Up until yesterday, I was beginning to feel cautiously optimistic about the new James Bond film. After a long hiatus in which the franchise’s new owners Amazon and the previous Bond producers, Barbara Broccoli and Michael G. Wilson, seemed unable to compromise, the matter was settled. Broccoli and Wilson were paid a Jeff Bezos-sized ransom, and others took artistic control of the series. The producers – America’s Amy Pascal and Britain’s David Heyman – were good choices, and the decision to hire Dune’s Denis Villeneuve to direct was inspired, to say the least. But the news that Peaky Blinders creator Steven Knight will be writing the script has sent my confidence that the picture will be any good spiraling right down.

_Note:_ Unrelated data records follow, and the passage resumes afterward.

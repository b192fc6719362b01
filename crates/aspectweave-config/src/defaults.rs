/// Default log filter expression used by the binary.
pub const DEFAULT_LOG_FILTER: &str = "info";

/// Weaver executable invoked when no override is configured.
pub const DEFAULT_WEAVER_PROGRAM: &str = "ajc";

/// Language level passed to the weaver as `-<level>`.
pub const DEFAULT_LANGUAGE_LEVEL: &str = "11";

/// Environment variable consulted when the platform bootclasspath cannot be
/// read from the project.
pub const DEFAULT_BOOT_CLASSPATH_ENV: &str = "ASPECTWEAVE_BOOT_CLASSPATH";

/// Program used to probe whether a runtime class can be loaded.
pub const DEFAULT_PROBE_PROGRAM: &str = "javap";

/// Default log filter expression used by the binary.
#[must_use]
pub const fn default_log_filter() -> &'static str {
    DEFAULT_LOG_FILTER
}

/// Owned log filter value used where allocation is required (e.g. serde).
#[must_use]
pub fn default_log_filter_string() -> String {
    DEFAULT_LOG_FILTER.to_owned()
}

/// Default logging format for the binary.
#[must_use]
pub const fn default_log_format() -> crate::logging::LogFormat {
    crate::logging::LogFormat::Compact
}

/// Owned weaver program name.
#[must_use]
pub fn default_weaver_program() -> String {
    DEFAULT_WEAVER_PROGRAM.to_owned()
}

/// Owned language level.
#[must_use]
pub fn default_language_level() -> String {
    DEFAULT_LANGUAGE_LEVEL.to_owned()
}

/// Owned bootclasspath environment variable name.
#[must_use]
pub fn default_boot_classpath_env() -> String {
    DEFAULT_BOOT_CLASSPATH_ENV.to_owned()
}

/// Owned probe program name.
#[must_use]
pub fn default_probe_program() -> String {
    DEFAULT_PROBE_PROGRAM.to_owned()
}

Knight may not be a household name, but he’s an extraordinarily prolific screenwriter who has racked up a vast number of credits since he began his career co-creating Who Wants to Be a Millionaire in the Nineties. When he moved into television and feature films, he started out extremely well. If you haven’t seen the Chiwetel Ejiofor immigration thriller Dirty Pretty Things, David Cronenberg’s Eastern Promises or the Tom Hardy one-man-show Locke, you really ought to. Had Knight continued along this path, then his working on the new 007 picture would be something to look forward to. But then Peaky Blinders became a phenomenon, and Knight became a powerful figure in the industry. The results have been messy and bizarre.
I sometimes wonder, given how prolific he is, whether Knight is in fact a pseudonym given to a small cottage industry of screenwriters, all charged with creating wildly disparate screenplays. In the credit column are dramas such as Stephen Graham’s boxing show A Thousand Blows and the early, more dynamic seasons of Peaky Blinders. In the debit column are uninspired, rote projects such as Bradley Cooper chef drama Burnt, a failed attempt to continue the Lisbeth Salander series in the form of 2018’s The Girl in the Spider’s Web and the inexplicably popular military porn SAS: Rogue Heroes. But these are but an amuse bouche compared to what happens when Knight is really let off the leash, and then true nonsense comes out.

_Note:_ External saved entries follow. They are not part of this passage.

//! Process-backed weaver invocation.

use std::process::Command;
use std::sync::Arc;

use tracing::debug;

use super::{InvokeError, WeaveInvoker};
use crate::arguments::WeaveArguments;
use crate::message::{WeaveMessage, parse_output};

const INVOKER_TARGET: &str = "aspectweave::invoker";

/// Invokes an `ajc`-compatible executable.
///
/// Leading arguments are placed before the weave arguments, which allows
/// launching the weaver through `java`, e.g.
/// `java -cp aspectjtools.jar org.aspectj.tools.ajc.Main`.
#[derive(Debug, Clone, PartialEq, Eq)]
pub struct AjcInvoker {
    program: String,
    leading: Vec<String>,
}

impl AjcInvoker {
    /// Creates an invoker running `program`, resolved through `PATH` when
    /// it is not a path.
    #[must_use]
    pub fn new(program: impl Into<String>) -> Self {
        Self {
            program: program.into(),
            leading: Vec::new(),
        }
    }

    /// Splits a whitespace-separated command line into the program and its
    /// leading arguments. Returns `None` for a blank command line.
    #[must_use]
    pub fn from_command_line(command_line: &str) -> Option<Self> {
        let mut words = command_line.split_whitespace();
        let program = words.next()?;
        Some(Self::new(program).with_leading_args(words.map(str::to_owned).collect()))
    }

    /// Sets the arguments passed before the weave arguments.
    #[must_use]
    pub fn with_leading_args(mut self, leading: Vec<String>) -> Self {
        self.leading = leading;
        self
    }

    /// Program the invoker runs.
    #[must_use]
    pub const fn program(&self) -> &str {
        self.program.as_str()
    }

    /// Arguments passed before the weave arguments.
    #[must_use]
    pub fn leading_args(&self) -> &[String] {
        &self.leading
    }
}

impl WeaveInvoker for AjcInvoker {
    fn invoke(&self, arguments: WeaveArguments) -> Result<Vec<WeaveMessage>, InvokeError> {
        debug!(
            target: INVOKER_TARGET,
            program = %self.program,
            arguments = %arguments,
            "spawning weaver"
        );
        let output = Command::new(&self.program)
            .args(&self.leading)
            .args(arguments.into_vec())
            .output()
            .map_err(|source| InvokeError::Spawn {
                program: self.program.clone(),
                source: Arc::new(source),
            })?;

        let stdout = String::from_utf8_lossy(&output.stdout);
        let stderr = String::from_utf8_lossy(&output.stderr);

        let messages = parse_output(&stdout, &stderr, output.status);
        debug!(
            target: INVOKER_TARGET,
            program = %self.program,
            status = %output.status,
            messages = messages.len(),
            "weaver finished"
        );
        Ok(messages)
    }
}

Knight wrote and directed a film in 2019, Serenity, that attracted some of the worst reviews in living memory, not least because its big twist – that its stars Anna Hathaway and Matthew McConaughey were in fact trapped in a computer game played by Hathaway’s character’s son – was laughed off the screen. Still, this reaction was mild compared to the horror that his two Dickens adaptations, A Christmas Carol and Great Expectations, were greeted with. A Christmas Carol at least had novelty on its side – scenes in which Jacob Marley announced “this isn’t a fucking game” and Mrs. Cratchit offered herself to Ebenezer Scrooge sexually were unusual, if nothing else. But when the deeply woke, essentially unwatchable Great Expectations rolled around, this magazine’s television critic argued it demonstrated, “once again the strange modern neediness to believe in our superiority to all those benighted bigots who came before us. (Please tell us we’re the best people who ever lived! Please!) Or rather, it takes those ideals to new heights that are either infuriating or hilarious depending on your mood.”
Knight will be reined in to a large extent on the new Bond film. They are not, and never have been, vehicles for screenwriters, although Roald Dahl wrote You Only Live Twice and Flashman creator George MacDonald Fraser was one of the many hands who put together Octopussy. Even the much-heralded hiring of Phoebe Waller-Bridge to work on the most recent picture, No Time To Die, made little difference: there were no scenes of Bond smirking to camera and delivering arch monologues about his sex life, although the film would probably have been improved if there had been.
Yet the news that Knight will be taking on the new Bond film – over many more interesting, exciting screenwriters – is still very depressing.